• What you need to do:
The data are to be restated in full, exactly as presented.

[Saved entries]

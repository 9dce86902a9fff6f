//! Domain error taxonomy shared by every engine in this crate.
//!
//! Wire-format rendering (XML vs JSON envelopes) is layered on top of
//! this in `aws-control-core::error`; this type only carries the
//! *kind* and a distinguished error name/message pair.

use thiserror::Error;

#[derive(Debug, Error)]
pub enum EmulatorError {
    #[error("{0}")]
    NotFound(String, String),

    #[error("resource already exists: {0}")]
    AlreadyExists(String),

    #[error("{0}")]
    ConditionalCheckFailed(String),

    #[error("invalid request: {0}")]
    InvalidRequest(String),

    #[error("invalid argument: {0}")]
    InvalidArgument(String),

    #[error("malformed expression: {0}")]
    MalformedExpression(String),

    #[error("no such bucket: {0}")]
    NoSuchBucket(String),

    #[error("no such key: {0}")]
    NoSuchKey(String),

    #[error("bucket already exists: {0}")]
    BucketAlreadyExists(String),

    #[error("bucket not empty: {0}")]
    BucketNotEmpty(String),

    #[error("no such bucket policy: {0}")]
    NoSuchBucketPolicy(String),

    #[error("invalid object state: {0}")]
    InvalidObjectState(String),

    #[error("malformed xml: {0}")]
    MalformedXml(String),

    #[error("malformed policy: {0}")]
    MalformedPolicy(String),

    #[error("non-existent queue: {0}")]
    NonExistentQueue(String),

    #[error("receipt handle is invalid: {0}")]
    ReceiptHandleInvalid(String),

    #[error("username already exists: {0}")]
    UsernameExists(String),

    #[error("user not confirmed: {0}")]
    UserNotConfirmed(String),

    #[error("not authorized: {0}")]
    NotAuthorized(String),

    #[error("access denied: {0}")]
    AccessDenied(String),

    #[error("execution does not exist: {0}")]
    ExecutionDoesNotExist(String),

    #[error("state machine does not exist: {0}")]
    StateMachineDoesNotExist(String),

    #[error("invalid definition: {0}")]
    InvalidDefinition(String),

    #[error("unknown operation: {0}")]
    UnknownOperation(String),

    #[error("not implemented: {0}")]
    NotImplemented(String),

    #[error("internal error: {0}")]
    Internal(String),

    #[error("chaos-injected failure")]
    Chaos,

    #[error("database error: {0}")]
    Database(String),

    #[error(transparent)]
    Io(#[from] std::io::Error),

    #[error(transparent)]
    Json(#[from] serde_json::Error),
}

impl EmulatorError {
    /// Distinguished wire error name (AWS `Code` / `__type`).
    pub fn code(&self) -> &'static str {
        match self {
            EmulatorError::NotFound(kind, _) => match kind.as_str() {
                "Queue" => "AWS.SimpleQueueService.NonExistentQueue",
                "Table" => "ResourceNotFoundException",
                "Secret" => "ResourceNotFoundException",
                "StateMachine" => "StateMachineDoesNotExist",
                "Execution" => "ExecutionDoesNotExist",
                "UserPool" | "User" => "ResourceNotFoundException",
                _ => "ResourceNotFoundException",
            },
            EmulatorError::AlreadyExists(_) => "ResourceExistsException",
            EmulatorError::ConditionalCheckFailed(_) => "ConditionalCheckFailedException",
            EmulatorError::InvalidRequest(_) => "InvalidRequestException",
            EmulatorError::InvalidArgument(_) => "InvalidParameterValueException",
            EmulatorError::MalformedExpression(_) => "ValidationException",
            EmulatorError::NoSuchBucket(_) => "NoSuchBucket",
            EmulatorError::NoSuchKey(_) => "NoSuchKey",
            EmulatorError::BucketAlreadyExists(_) => "BucketAlreadyExists",
            EmulatorError::BucketNotEmpty(_) => "BucketNotEmpty",
            EmulatorError::NoSuchBucketPolicy(_) => "NoSuchBucketPolicy",
            EmulatorError::InvalidObjectState(_) => "InvalidObjectState",
            EmulatorError::MalformedXml(_) => "MalformedXML",
            EmulatorError::MalformedPolicy(_) => "MalformedPolicy",
            EmulatorError::NonExistentQueue(_) => "AWS.SimpleQueueService.NonExistentQueue",
            EmulatorError::ReceiptHandleInvalid(_) => "ReceiptHandleIsInvalid",
            EmulatorError::UsernameExists(_) => "UsernameExistsException",
            EmulatorError::UserNotConfirmed(_) => "UserNotConfirmedException",
            EmulatorError::NotAuthorized(_) => "NotAuthorizedException",
            EmulatorError::AccessDenied(_) => "AccessDeniedException",
            EmulatorError::ExecutionDoesNotExist(_) => "ExecutionDoesNotExist",
            EmulatorError::StateMachineDoesNotExist(_) => "StateMachineDoesNotExist",
            EmulatorError::InvalidDefinition(_) => "InvalidDefinition",
            EmulatorError::UnknownOperation(_) => "UnknownOperationException",
            EmulatorError::NotImplemented(_) => "NotImplementedException",
            EmulatorError::Internal(_) | EmulatorError::Database(_) | EmulatorError::Io(_) | EmulatorError::Json(_) => {
                "InternalFailure"
            }
            EmulatorError::Chaos => "InternalFailure",
        }
    }

    pub fn message(&self) -> String {
        match self {
            EmulatorError::NotFound(kind, id) => format!("{} not found: {}", kind, id),
            other => other.to_string(),
        }
    }

    /// True for the category-6 "engine transient" kind the workflow
    /// engine's retry policy is allowed to swallow.
    pub fn is_transient(&self) -> bool {
        matches!(self, EmulatorError::Database(_) | EmulatorError::Io(_) | EmulatorError::Chaos)
    }
}

impl From<rusqlite::Error> for EmulatorError {
    fn from(e: rusqlite::Error) -> Self {
        let msg = e.to_string();
        if msg.contains("UNIQUE constraint") {
            EmulatorError::AlreadyExists(msg)
        } else {
            EmulatorError::Database(msg)
        }
    }
}

pub type Result<T> = std::result::Result<T, EmulatorError>;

• Solution to the problem:
repository 9dce86902a9fff6f
//! Domain error taxonomy shared by every engine in this crate.
//!
//! Wire-format rendering (XML vs JSON envelopes) is layered on top of
//! this in `aws-control-core::error`; this type only carries the
//! *kind* and a distinguished error name/message pair.

use thiserror::Error;

#[derive(Debug, Error)]
pub enum EmulatorError {
    #[error("{0}")]
    NotFound(String, String),

    #[error("resource already exists: {0}")]
    AlreadyExists(String),

    #[error("{0}")]
    ConditionalCheckFailed(String),

    #[error("invalid request: {0}")]
    InvalidRequest(String),

    #[error("invalid argument: {0}")]
    InvalidArgument(String),

    #[error("malformed expression: {0}")]
    MalformedExpression(String),

    #[error("no such bucket: {0}")]
    NoSuchBucket(String),

    #[error("no such key: {0}")]
    NoSuchKey(String),

    #[error("bucket already exists: {0}")]
    BucketAlreadyExists(String),

    #[error("bucket not empty: {0}")]
    BucketNotEmpty(String),

    #[error("no such bucket policy: {0}")]
    NoSuchBucketPolicy(String),

    #[error("invalid object state: {0}")]
    InvalidObjectState(String),

    #[error("malformed xml: {0}")]
    MalformedXml(String),

    #[error("malformed policy: {0}")]
    MalformedPolicy(String),

    #[error("non-existent queue: {0}")]
    NonExistentQueue(String),

    #[error("receipt handle is invalid: {0}")]
    ReceiptHandleInvalid(String),

    #[error("username already exists: {0}")]
    UsernameExists(String),

    #[error("user not confirmed: {0}")]
    UserNotConfirmed(String),

    #[error("not authorized: {0}")]
    NotAuthorized(String),

    #[error("access denied: {0}")]
    AccessDenied(String),

    #[error("execution does not exist: {0}")]
    ExecutionDoesNotExist(String),

    #[error("state machine does not exist: {0}")]
    StateMachineDoesNotExist(String),

    #[error("invalid definition: {0}")]
    InvalidDefinition(String),

    #[error("unknown operation: {0}")]
    UnknownOperation(String),

    #[error("not implemented: {0}")]
    NotImplemented(String),

    #[error("internal error: {0}")]
    Internal(String),

    #[error("chaos-injected failure")]
    Chaos,

    #[error("database error: {0}")]
    Database(String),

    #[error(transparent)]
    Io(#[from] std::io::Error),

    #[error(transparent)]
    Json(#[from] serde_json::Error),
}

impl EmulatorError {
    /// Distinguished wire error name (AWS `Code` / `__type`).
    pub fn code(&self) -> &'static str {
        match self {
            EmulatorError::NotFound(kind, _) => match kind.as_str() {
                "Queue" => "AWS.SimpleQueueService.NonExistentQueue",
                "Table" => "ResourceNotFoundException",
                "Secret" => "ResourceNotFoundException",
                "StateMachine" => "StateMachineDoesNotExist",
                "Execution" => "ExecutionDoesNotExist",
                "UserPool" | "User" => "ResourceNotFoundException",
                _ => "ResourceNotFoundException",
            },
            EmulatorError::AlreadyExists(_) => "ResourceExistsException",
            EmulatorError::ConditionalCheckFailed(_) => "ConditionalCheckFailedException",
            EmulatorError::InvalidRequest(_) => "InvalidRequestException",
            EmulatorError::InvalidArgument(_) => "InvalidParameterValueException",
            EmulatorError::MalformedExpression(_) => "ValidationException",
            EmulatorError::NoSuchBucket(_) => "NoSuchBucket",
            EmulatorError::NoSuchKey(_) => "NoSuchKey",
            EmulatorError::BucketAlreadyExists(_) => "BucketAlreadyExists",
            EmulatorError::BucketNotEmpty(_) => "BucketNotEmpty",
            EmulatorError::NoSuchBucketPolicy(_) => "NoSuchBucketPolicy",
            EmulatorError::InvalidObjectState(_) => "InvalidObjectState",
            EmulatorError::MalformedXml(_) => "MalformedXML",
            EmulatorError::MalformedPolicy(_) => "MalformedPolicy",
            EmulatorError::NonExistentQueue(_) => "AWS.SimpleQueueService.NonExistentQueue",
            EmulatorError::ReceiptHandleInvalid(_) => "ReceiptHandleIsInvalid",
            EmulatorError::UsernameExists(_) => "UsernameExistsException",
            EmulatorError::UserNotConfirmed(_) => "UserNotConfirmedException",
            EmulatorError::NotAuthorized(_) => "NotAuthorizedException",
            EmulatorError::AccessDenied(_) => "AccessDeniedException",
            EmulatorError::ExecutionDoesNotExist(_) => "ExecutionDoesNotExist",
            EmulatorError::StateMachineDoesNotExist(_) => "StateMachineDoesNotExist",
            EmulatorError::InvalidDefinition(_) => "InvalidDefinition",
            EmulatorError::UnknownOperation(_) => "UnknownOperationException",
            EmulatorError::NotImplemented(_) => "NotImplementedException",
            EmulatorError::Internal(_) | EmulatorError::Database(_) | EmulatorError::Io(_) | EmulatorError::Json(_) => {
                "InternalFailure"
            }
            EmulatorError::Chaos => "InternalFailure",
        }
    }

    pub fn message(&self) -> String {
        match self {
            EmulatorError::NotFound(kind, id) => format!("{} not found: {}", kind, id),
            other => other.to_string(),
        }
    }

    /// True for the category-6 "engine transient" kind the workflow
    /// engine's retry policy is allowed to swallow.
    pub fn is_transient(&self) -> bool {
        matches!(self, EmulatorError::Database(_) | EmulatorError::Io(_) | EmulatorError::Chaos)
    }
}

impl From<rusqlite::Error> for EmulatorError {
    fn from(e: rusqlite::Error) -> Self {
        let msg = e.to_string();
        if msg.contains("UNIQUE constraint") {
            EmulatorError::AlreadyExists(msg)
        } else {
            EmulatorError::Database(msg)
        }
    }
}

pub type Result<T> = std::result::Result<T, EmulatorError>;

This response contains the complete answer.